Петр задумался. Он провел в заключении уже двенадцать лет, а Лев — больше, чем кто-либо из сокамерников. Говорили, что он сидел еще в ГУЛАГе. Петр слышал, что когда-то Лев был большой шишкой, настоящим «начальником», но ничего больше не знал о его прошлом. Лев был арестован за «антигосударственную деятельность», но кто ею не занимался? Что говорил главарь барака, вор в законе Грушин? «Братки, порой даже дыхание является антигосударственной деятельностью».
Петр услышал, что кто-то зашевелился. Его пробрала дрожь. «Идиот, — сказал он себе. — Всю ночь ждал возможности заполучить валенки Льва, а теперь чуть не прозевал их». Валенки Льва были еще в хорошем состоянии, а его собственные протерлись до дыр. Грушин обычно говорил новичкам: «Здесь вам нужны три вещи: еда, хорошая обувь и рот на замке. Что-то сверх этого — и вы довольно скоро выйдете на свободу». Под выходом на свободу «старики» имели в виду смерть. Смерть как освобождение.

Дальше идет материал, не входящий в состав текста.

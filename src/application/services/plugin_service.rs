use async_trait::async_trait;
use std::collections::HashMap;

use super::keys;
use crate::application::context::BotContext;
use crate::application::errors::BotError;
use crate::application::registry::RegistryKey;
use crate::plugins::trait_def::Service;

/// Per-guild plugin enablement
#[derive(Debug, Default)]
pub struct PluginService;

impl PluginService {
    pub const NAME: &'static str = "PluginService";

    pub fn new() -> Self {
        Self
    }

    pub async fn is_plugin_enabled(
        &self,
        bot: &BotContext,
        guild_id: &str,
        plugin_name: &str,
    ) -> Result<bool, BotError> {
        let plugin = bot.registries().plugins.get(plugin_name)?;
        if plugin.is_core() {
            return Ok(true);
        }
        let enabled = self.enabled_map(bot, guild_id).await?;
        Ok(enabled
            .get(RegistryKey::new(&plugin.name).as_str())
            .copied()
            .unwrap_or(plugin.enabled_by_default))
    }

    pub async fn enable_plugin(&self, bot: &BotContext, guild_id: &str, plugin_name: &str) -> Result<(), BotError> {
        let plugin = bot.registries().plugins.get(plugin_name)?;
        if self.is_plugin_enabled(bot, guild_id, &plugin.name).await? {
            return Err(BotError::Denied(format!("Plugin {} is already enabled.", plugin.name)));
        }
        self.set_enabled(bot, guild_id, &plugin.name, true).await?;
        if let Some(hooks) = &plugin.hooks {
            hooks.on_enabled(bot, guild_id).await?;
        }
        tracing::info!("Enabled plugin {} in guild {}", plugin.name, guild_id);
        Ok(())
    }

    pub async fn disable_plugin(&self, bot: &BotContext, guild_id: &str, plugin_name: &str) -> Result<(), BotError> {
        let plugin = bot.registries().plugins.get(plugin_name)?;
        if plugin.is_core() {
            return Err(BotError::Denied(format!("Plugin {} can not be disabled.", plugin.name)));
        }
        if !self.is_plugin_enabled(bot, guild_id, &plugin.name).await? {
            return Err(BotError::Denied(format!("Plugin {} is already disabled.", plugin.name)));
        }
        self.set_enabled(bot, guild_id, &plugin.name, false).await?;
        if let Some(hooks) = &plugin.hooks {
            hooks.on_disabled(bot, guild_id).await?;
        }
        tracing::info!("Disabled plugin {} in guild {}", plugin.name, guild_id);
        Ok(())
    }

    async fn enabled_map(&self, bot: &BotContext, guild_id: &str) -> Result<HashMap<String, bool>, BotError> {
        Ok(bot
            .guild_data(guild_id)
            .get::<HashMap<String, bool>>(keys::ENABLED_PLUGINS)
            .await?
            .unwrap_or_default())
    }

    async fn set_enabled(&self, bot: &BotContext, guild_id: &str, plugin_name: &str, enabled: bool) -> Result<(), BotError> {
        let mut map = self.enabled_map(bot, guild_id).await?;
        map.insert(RegistryKey::new(plugin_name).to_string(), enabled);
        bot.guild_data(guild_id).set(keys::ENABLED_PLUGINS, &map).await?;
        Ok(())
    }
}

#[async_trait]
impl Service for PluginService {
    fn name(&self) -> &str {
        Self::NAME
    }
}
use serde::Serialize;

/// How a [`Response`] is delivered
#[derive(Debug, Clone, Copy, PartialEq, Eq, Default, Serialize)]
#[serde(rename_all = "lowercase")]
pub enum ResponseType {
    /// Plain message in the originating channel
    Message,
    /// Message in the originating channel addressed to the author
    Reply,
    /// Embed in the originating channel
    Embed,
    /// Direct message to the author
    Dm,
    #[default]
    None,
}

#[derive(Debug, Clone, PartialEq, Eq, Serialize)]
pub struct EmbedField {
    pub name: String,
    pub value: String,
    pub inline: bool,
}

/// Structured rich reply
#[derive(Debug, Clone, Default, PartialEq, Eq, Serialize)]
pub struct Embed {
    pub title: Option<String>,
    pub description: Option<String>,
    pub color: Option<u32>,
    pub fields: Vec<EmbedField>,
    pub footer: Option<String>,
}

impl Embed {
    pub fn new() -> Self {
        Self::default()
    }

    pub fn with_title(mut self, title: impl Into<String>) -> Self {
        self.title = Some(title.into());
        self
    }

    pub fn with_description(mut self, description: impl Into<String>) -> Self {
        self.description = Some(description.into());
        self
    }

    pub fn with_color(mut self, color: u32) -> Self {
        self.color = Some(color);
        self
    }

    pub fn with_footer(mut self, footer: impl Into<String>) -> Self {
        self.footer = Some(footer.into());
        self
    }

    pub fn add_field(mut self, name: impl Into<String>, value: impl Into<String>) -> Self {
        self.fields.push(EmbedField {
            name: name.into(),
            value: value.into(),
            inline: false,
        });
        self
    }

    pub fn field(&self, name: &str) -> Option<&EmbedField> {
        self.fields.iter().find(|f| f.name == name)
    }
}

/// Reply descriptor filled in by handlers and resolved by the transport
#[derive(Debug, Clone, Default, PartialEq, Eq, Serialize)]
pub struct Response {
    #[serde(rename = "type")]
    pub kind: ResponseType,
    pub content: Option<String>,
    pub embed: Option<Embed>,
}

impl Response {
    pub fn new() -> Self {
        Self::default()
    }

    pub fn message(content: impl Into<String>) -> Self {
        Self { kind: ResponseType::Message, content: Some(content.into()), embed: None }
    }

    pub fn reply(content: impl Into<String>) -> Self {
        Self { kind: ResponseType::Reply, content: Some(content.into()), embed: None }
    }

    pub fn embed(embed: Embed) -> Self {
        Self { kind: ResponseType::Embed, content: None, embed: Some(embed) }
    }

    pub fn dm(content: impl Into<String>) -> Self {
        Self { kind: ResponseType::Dm, content: Some(content.into()), embed: None }
    }

    pub fn with_embed(mut self, embed: Embed) -> Self {
        self.embed = Some(embed);
        self
    }

    pub fn is_none(&self) -> bool {
        self.kind == ResponseType::None
    }
}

Стянуть валенки с ног Льва было нелегко. Ступни Петра онемели от холода. Он понимал, что ему нужно потоптаться, но не мог рисковать, необходимо было соблюдать осторожность, чтобы забрать валенки Льва себе. Каждый валенок здесь на учете. Наконец добыча была у него. Петр почесал голову. Было ли у Льва что-то еще, что могло бы сгодиться Петру?
Крестик с распятием!
Один Бог знал, как удавалось Льву сохранять его все эти годы. «Для моего сына», — сказал он как-то Петру. Это было в тот день, когда Маленькая Саша пошла с ножом на Мусульманина. Сумасшедшая маленькая зечка. Охранники были в ярости. Застрелив Сашу, они набросились на заключенных, избивали их железными палками, а затем оставили скованными наручниками на снегу. В эту ночь Большой Павло, считавший Сашу своей женой, не мог сдержать слез. А наутро его глаза оказались навсегда закрыты смерзшимися веками. Лев тоже думал, что умрет в ту ночь. Они все так думали. Лев и Петр были скованы друг с другом. «Если я умру, передай крестик моему сыну, — попросил Лев, зубы которого стучали как кастаньеты. — Отдай его доктору Газаряну, когда тот придет в очередной раз. Обещай мне».
Петр обещал.
Он добрался туда, где, как он знал, Лев хранил крестик: в щели стены у своей шконки. Пошарив рукой, он нащупал его. Это была маленькая серебряная вещица, погнутая и потускневшая, которую легко было спрятать в кулаке. Петр сунул ее в карман, предусмотрительно вшитый в белье. На мгновение он заколебался, не отдать ли его Адвентисту за пачку сигарет, но потом устыдился. Лев был хорошим парнем, одним из тех, кто готов поделиться с тобой едой или чашкой чая, когда ты в этом нуждаешься. «И если он хотел передать крестик сыну, это нужно сделать», — подумал Петр, переступая на пути к параше через одного из спящих на бетонном полу сук.
Он наблюдал за паром, поднимавшимся над замерзающей на лету струйкой мочи. «Нужно передать его доктору Газаряну, когда тот придет в следующий раз», — решил Петр и потрогал крестик сквозь ткань кармана — на удачу.
«Простак этот Петр», — придет впоследствии к заключению Отдел стратегий сбора и анализа (ОССА) ЦРУ в ежедневном докладе президенту по поводу чрезвычайных случаев. Это то, что русские после нескольких стопок водки любят называть «русской душой». Петр не мог знать, что это его решение приведет к кризису в ЦРУ, который назовут «моментом истины» и который побудит Президента США к поступку, о коем он будет думать всю оставшуюся жизнь.